One other more general observation I had is that the payload size of browser events being sent to the server is not currently optimised in any way. In a large majority of cases, the bulk of the payload is pretty superfluous. I assume this is because replica doesn't make any assumptions about the context in which it might be used, and thus it makes sense to send the entire serialised event payload?

pkamenarsky commented 3 years ago

The only explanation I can think of is that the design warrants that the server always responds to any incoming event even if that event did not trigger any actual changes in the remote DOM. Is that the correct understanding?

This is correct. The update message also serves as confirmation that the server got the last client message and to that effect also updates some state that's needed for the client side prediction (which checks whether the received DOM value is equal to a value in the stored history of a given input field and if so, doesn't touch it). It's probably possible to send fewer messages, but yeah, the main consideration here is the client side prediction.
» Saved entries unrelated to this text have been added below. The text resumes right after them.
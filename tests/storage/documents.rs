//! Collection document lifecycle tests
//!
//! Insert, read, update, delete and scan, including behavior after reopen.

use crate::common::*;
use docstore::prelude::*;
use proptest::prelude::*;
use std::collections::HashMap;
use std::sync::{Arc, Barrier};
use std::thread;

// =============================================================================
// ROUND TRIP
// =============================================================================

#[test]
fn test_insert_read_roundtrip() {
    let temp_dir = temp_dir();
    let docs = Collection::open(temp_dir.path().join("docs"), small_collection()).unwrap();

    let ids: Vec<_> = (0..100).map(|i| docs.insert(&doc(i)).unwrap()).collect();
    for (i, id) in ids.iter().enumerate() {
        let room = docs.read(*id).unwrap();
        assert_eq!(room.len(), 2 * doc(i as u64).len());
        assert_eq!(trim_padding(&room), doc(i as u64).as_slice());
    }
}

#[test]
fn test_empty_payload() {
    let temp_dir = temp_dir();
    let docs = Collection::open(temp_dir.path().join("docs"), small_collection()).unwrap();

    let empty = docs.insert(b"").unwrap();
    let next = docs.insert(b"after").unwrap();

    assert_eq!(trim_padding(&docs.read(empty).unwrap()), b"");
    assert_eq!(trim_padding(&docs.read(next).unwrap()), b"after");
}

#[test]
fn test_read_unknown_id() {
    let temp_dir = temp_dir();
    let docs = Collection::open(temp_dir.path().join("docs"), small_collection()).unwrap();
    let id = docs.insert(b"only").unwrap();

    assert!(docs.read(RecordId::from_raw(id.as_u64() + 1)).is_none());
    assert!(docs.read(RecordId::from_raw(1 << 40)).is_none());
}

// =============================================================================
// UPDATE / DELETE
// =============================================================================

#[test]
fn test_update_in_place_keeps_id() {
    let temp_dir = temp_dir();
    let docs = Collection::open(temp_dir.path().join("docs"), small_collection()).unwrap();

    let id = docs.insert(b"abc").unwrap();
    let same = docs.update(id, b"abcdef").unwrap();

    assert_eq!(same, id);
    assert_eq!(trim_padding(&docs.read(id).unwrap()), b"abcdef");
}

#[test]
fn test_update_shrinking_payload_rewrites_padding() {
    let temp_dir = temp_dir();
    let docs = Collection::open(temp_dir.path().join("docs"), small_collection()).unwrap();

    let id = docs.insert(b"abcdef").unwrap();
    docs.update(id, b"xy").unwrap();

    assert_eq!(trim_padding(&docs.read(id).unwrap()), b"xy");
}

#[test]
fn test_update_outgrowing_room_moves_record() {
    let temp_dir = temp_dir();
    let docs = Collection::open(temp_dir.path().join("docs"), small_collection()).unwrap();

    let id = docs.insert(b"abc").unwrap();
    let moved = docs.update(id, b"abcdefg").unwrap();

    assert_ne!(moved, id);
    assert!(docs.read(id).is_none());
    assert_eq!(trim_padding(&docs.read(moved).unwrap()), b"abcdefg");
    assert!(matches!(docs.update(id, b"x"), Err(Error::NotFound(_))));
}

#[test]
fn test_update_too_large_leaves_record() {
    let temp_dir = temp_dir();
    let options = small_collection().with_max_room(64);
    let docs = Collection::open(temp_dir.path().join("docs"), options).unwrap();

    let id = docs.insert(b"small").unwrap();
    let err = docs.update(id, &[b'z'; 40]).unwrap_err();

    assert!(matches!(err, Error::DocTooLarge { max: 64, requested: 80 }));
    assert_eq!(trim_padding(&docs.read(id).unwrap()), b"small");
    assert!(matches!(docs.insert(&[b'z'; 33]), Err(Error::DocTooLarge { .. })));
}

#[test]
fn test_delete_idempotent() {
    let temp_dir = temp_dir();
    let docs = Collection::open(temp_dir.path().join("docs"), small_collection()).unwrap();

    let id = docs.insert(b"gone soon").unwrap();
    let kept = docs.insert(b"kept").unwrap();

    assert!(docs.delete(id).unwrap());
    assert!(!docs.delete(id).unwrap());
    assert!(docs.read(id).is_none());
    assert_eq!(trim_padding(&docs.read(kept).unwrap()), b"kept");
}

// =============================================================================
// SCAN
// =============================================================================

#[test]
fn test_for_all_skips_deleted() {
    let temp_dir = temp_dir();
    let docs = Collection::open(temp_dir.path().join("docs"), small_collection()).unwrap();

    let ids: Vec<_> = (0..10).map(|i| docs.insert(&doc(i)).unwrap()).collect();
    for id in ids.iter().step_by(2) {
        docs.delete(*id).unwrap();
    }

    let mut seen = Vec::new();
    let stats = docs.for_all(|id, room| {
        seen.push((id, trim_padding(room).to_vec()));
        true
    });

    assert_eq!(stats.visited, 5);
    assert!(!stats.has_issues());
    let expected: Vec<_> = (1..10).step_by(2).map(|i| (ids[i], doc(i as u64))).collect();
    assert_eq!(seen, expected);
}

#[test]
fn test_for_all_stops_early() {
    let temp_dir = temp_dir();
    let docs = Collection::open(temp_dir.path().join("docs"), small_collection()).unwrap();
    for i in 0..10 {
        docs.insert(&doc(i)).unwrap();
    }

    let mut count = 0;
    docs.for_all(|_, _| {
        count += 1;
        count < 3
    });
    assert_eq!(count, 3);
}

#[test]
fn test_visitor_may_update() {
    let temp_dir = temp_dir();
    let docs = Collection::open(temp_dir.path().join("docs"), small_collection()).unwrap();
    for i in 0..5 {
        docs.insert(format!("v{}", i).as_bytes()).unwrap();
    }

    docs.for_all(|id, _| {
        docs.update(id, b"w").unwrap();
        true
    });

    let mut rooms = Vec::new();
    docs.for_all(|_, room| {
        rooms.push(trim_padding(room).to_vec());
        true
    });
    assert_eq!(rooms, vec![b"w".to_vec(); 5]);
}

// =============================================================================
// GROWTH / PERSISTENCE
// =============================================================================

#[test]
fn test_growth_keeps_capacity_aligned() {
    let temp_dir = temp_dir();
    let docs = Collection::open(temp_dir.path().join("docs"), small_collection()).unwrap();

    let mut ids = Vec::new();
    for i in 0..500 {
        ids.push(docs.insert(&doc(i)).unwrap());
        assert!(docs.used_size() <= docs.capacity());
    }

    assert!(docs.capacity() > 4096);
    assert_eq!(docs.capacity() % 4096, 0);
    assert_eq!(trim_padding(&docs.read(ids[0]).unwrap()), doc(0).as_slice());
    assert_eq!(trim_padding(&docs.read(ids[499]).unwrap()), doc(499).as_slice());
}

#[test]
fn test_reopen_recovers_documents() {
    let temp_dir = temp_dir();
    let path = temp_dir.path().join("docs");

    let docs = Collection::open(&path, small_collection()).unwrap();
    let ids: Vec<_> = (0..200).map(|i| docs.insert(&doc(i)).unwrap()).collect();
    docs.delete(ids[10]).unwrap();
    let moved = docs.update(ids[20], &[b'm'; 200]).unwrap();
    let used = docs.used_size();
    docs.close().unwrap();

    let docs = Collection::open(&path, small_collection()).unwrap();
    assert_eq!(docs.used_size(), used);
    assert!(docs.read(ids[10]).is_none());
    assert!(docs.read(ids[20]).is_none());
    assert_eq!(trim_padding(&docs.read(moved).unwrap()), &[b'm'; 200][..]);
    assert_eq!(trim_padding(&docs.read(ids[199]).unwrap()), doc(199).as_slice());

    let next = docs.insert(b"appended").unwrap();
    assert_eq!(next.as_u64(), used);
    assert_eq!(docs.for_all(|_, _| true).visited, 200);
}

// =============================================================================
// CONCURRENCY
// =============================================================================

#[test]
fn test_concurrent_insert_read_update() {
    let temp_dir = temp_dir();
    let docs = Arc::new(Collection::open(temp_dir.path().join("docs"), small_collection()).unwrap());
    let barrier = Arc::new(Barrier::new(4));

    let handles: Vec<_> = (0..4u64)
        .map(|t| {
            let docs = Arc::clone(&docs);
            let barrier = Arc::clone(&barrier);
            thread::spawn(move || {
                barrier.wait();
                let mut mine = HashMap::new();
                for i in 0..200u64 {
                    let n = t * 1000 + i;
                    let id = docs.insert(&doc(n)).unwrap();
                    mine.insert(id, doc(n));
                    if i % 10 == 0 {
                        let body = format!("updated-{}", n).into_bytes();
                        let id = docs.update(id, &body).unwrap();
                        mine.retain(|_, v| *v != doc(n));
                        mine.insert(id, body);
                    }
                }
                mine
            })
        })
        .collect();

    let mut all = HashMap::new();
    for h in handles {
        all.extend(h.join().unwrap());
    }
    assert_eq!(all.len(), 800);
    for (id, body) in &all {
        assert_eq!(trim_padding(&docs.read(*id).unwrap()), body.as_slice());
    }
    assert_eq!(docs.for_all(|_, _| true).visited, 800);
}

// =============================================================================
// PROPERTIES
// =============================================================================

fn filled_room(payload: &[u8], fill: u8) -> Vec<u8> {
    let room = (payload.len() * 2).max(1);
    let mut bytes = payload.to_vec();
    bytes.resize(room, fill);
    bytes
}

proptest! {
    #![proptest_config(ProptestConfig::with_cases(32))]

    #[test]
    fn test_documents_survive_reopen(
        payloads in prop::collection::vec(prop::collection::vec(any::<u8>(), 0..64), 1..24),
        fills in prop::collection::vec(any::<Option<u8>>(), 24),
    ) {
        let temp_dir = temp_dir();
        let path = temp_dir.path().join("docs");

        let docs = Collection::open(&path, small_collection()).unwrap();
        let mut expected = Vec::new();
        for (payload, fill) in payloads.iter().zip(&fills) {
            let id = docs.insert(payload).unwrap();
            // Some records get their whole room rewritten, zeros included
            let stored = match fill {
                Some(byte) => {
                    let body = filled_room(payload, *byte);
                    prop_assert_eq!(docs.update(id, &body).unwrap(), id);
                    body
                }
                None => filled_room(payload, b' '),
            };
            expected.push((id, stored));
        }
        let used = docs.used_size();
        docs.close().unwrap();

        let docs = Collection::open(&path, small_collection()).unwrap();
        prop_assert_eq!(docs.used_size(), used);
        for (id, stored) in &expected {
            prop_assert_eq!(docs.read(*id).unwrap(), stored.clone());
        }

        let next = docs.insert(b"next").unwrap();
        prop_assert_eq!(next.as_u64(), used);
        let stats = docs.for_all(|_, _| true);
        prop_assert_eq!(stats.visited, expected.len() as u64 + 1);
        prop_assert_eq!(docs.corruption_events(), 0);
    }
}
I assume this is because replica doesn't make any assumptions about the context in which it might be used, and thus it makes sense to send the entire serialised event payload?

Also correct, and also, I didn't prioritise optimisation at all. I see no reason to not be able to extend replica with a configuration option that specifies the event fields we are interested in, or a more space-efficient diff format, or gzip compression or the like, it just hasn't been done yet. On the other hand, I suspect that due to the requirements - a stable connection - for the most obvious use cases of replica (internal tooling etc) bandwidth is probably not going to be the most pressing issue.